C’est ainsi qu’à Reims, un prédicateur de passage, ayant mal parlé de Napoléon en chaire, souleva une véritable émeute populaire et fut poursuivi jusqu’à son logis, dont la police eut beaucoup de peine à empêcher l’envahissement par la foule.

D’ailleurs, l’impopularité du clergé allait croissante à mesure que s’opérait un rapprochement plus étroit entre lui et le pouvoir et, que d’autre part, on voyait, au mépris de la loi de 1834, se reformer les anciennes congrégations religieuses.

C’est à ce moment, le 11 décembre, que mourut, à Clermont-Ferrand, le comte de Montlosier, l’implacable adversaire des jésuites, contre lesquels il avait rédigé en 1826 un célèbre Mémoire à consulter. Bien qu’il les eût demandés, car il était fervent catholique, le clergé, sur l’ordre de l’évêque, lui refusa les derniers sacrements, à moins qu’il ne rétractât ses écrits contre la fameuse compagnie. Car désormais le jésuitisme et l’Église ne font qu’un, ouvertement. Le temps n’est plus où le clergé français se défendait pied à pied contre cette milice qui ne relève que du pape. Les évêques donnent presque tous l’exemple de la soumission. Celui de Clermont était absolument dans les mains des jésuites.

Montlosier ayant refusé de désavouer ses opinions sur des hommes et sur des actes qui n’avaient rien de commun avec les dogmes essentiels de sa croyance, fut donc rejeté vivant de la communion des fidèles, et mort on lui refusa les obsèques religieuses. Ce fait souleva une grosse émotion, et le gouvernement fut forcé de déférer l’évêque de Clermont au Conseil d’État pour abus. La platonique condamnation qui le frappa lui valut les félicitations de la plupart des membres de l’épiscopat français.

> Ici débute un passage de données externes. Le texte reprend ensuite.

//! `anchor config [--list] [key [value]]`

use anyhow::{Result, bail};
use clap::Parser;

use crate::client::workspace::Workspace;

#[derive(Debug, Parser)]
pub struct Args {
    #[clap(long)]
    list: bool,

    key: Option<String>,
    value: Option<String>,
}

pub fn run(ws: &Workspace, args: Args) -> Result<()> {
    if args.list {
        for (key, value) in ws.load_config()? {
            println!("{key}={value}");
        }
        return Ok(());
    }

    let Some(key) = args.key else {
        bail!("usage: anchor config [--list] [key [value]]");
    };

    match args.value {
        Some(value) => ws.config_set(&key, &value),
        None => {
            if let Some(value) = ws.config_get(&key)? {
                println!("{value}");
            }
            Ok(())
        }
    }
}
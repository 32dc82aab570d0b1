//! Client-side half of SSH challenge/response login: sign a server-issued
//! nonce with a local Ed25519 private key.
//!
//! Only raw 32-byte seed files are supported (no OpenSSH PEM container
//! parsing, which involves its own bcrypt-KDF-wrapped encryption format).
//! A user who keeps a passphrase-protected `~/.ssh/id_ed25519` needs to
//! export the raw seed first; that conversion is outside this tool.

use anyhow::{Context, Result, bail};
use base64::Engine;
use base64::engine::general_purpose::STANDARD as BASE64;
use camino::Utf8Path;
use ed25519_dalek::{Signer, SigningKey};

pub fn sign_nonce(seed_path: &Utf8Path, nonce: &str) -> Result<String> {
    let bytes = std::fs::read(seed_path).with_context(|| format!("Couldn't read {seed_path}"))?;
    if bytes.len() != 32 {
        bail!(
            "{seed_path} is not a raw 32-byte Ed25519 seed (got {} bytes)",
            bytes.len()
        );
    }
    let mut seed = [0u8; 32];
    seed.copy_from_slice(&bytes);
    let signing_key = SigningKey::from_bytes(&seed);
    let signature = signing_key.sign(nonce.as_bytes());
    Ok(BASE64.encode(signature.to_bytes()))
}

#[cfg(test)]
mod test {
    use super::*;

    #[test]
    fn signs_and_is_base64() {
        let dir = tempfile::tempdir().unwrap();
        let path = Utf8Path::from_path(dir.path()).unwrap().join("seed");
        std::fs::write(&path, [9u8; 32]).unwrap();

        let sig = sign_nonce(&path, "abc123").unwrap();
        assert!(BASE64.decode(sig).is_ok());
    }

    #[test]
    fn rejects_wrong_length_seed() {
        let dir = tempfile::tempdir().unwrap();
        let path = Utf8Path::from_path(dir.path()).unwrap().join("seed");
        std::fs::write(&path, [9u8; 16]).unwrap();
        assert!(sign_nonce(&path, "abc123").is_err());
    }
}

Louis Blanc se scandalise fort de ce refus des sacrements et de la sépulture religieuse opposé à un bon catholique. La thèse cléricale, cependant, est juste en principe. L’église ne considère pas comme fidèles ceux qui acceptent ses dogmes et repoussent sa discipline. Elle forme une association qui lie tous ses membres pour tout ce qu’elle prescrit ou défend, aussi bien que tout pour ce qu’elle enseigne. Il faut accepter tout ou s’en aller. Le temps n’était plus l’on pouvait obliger les prêtres à porter entre deux exempts les sacrements aux fidèles.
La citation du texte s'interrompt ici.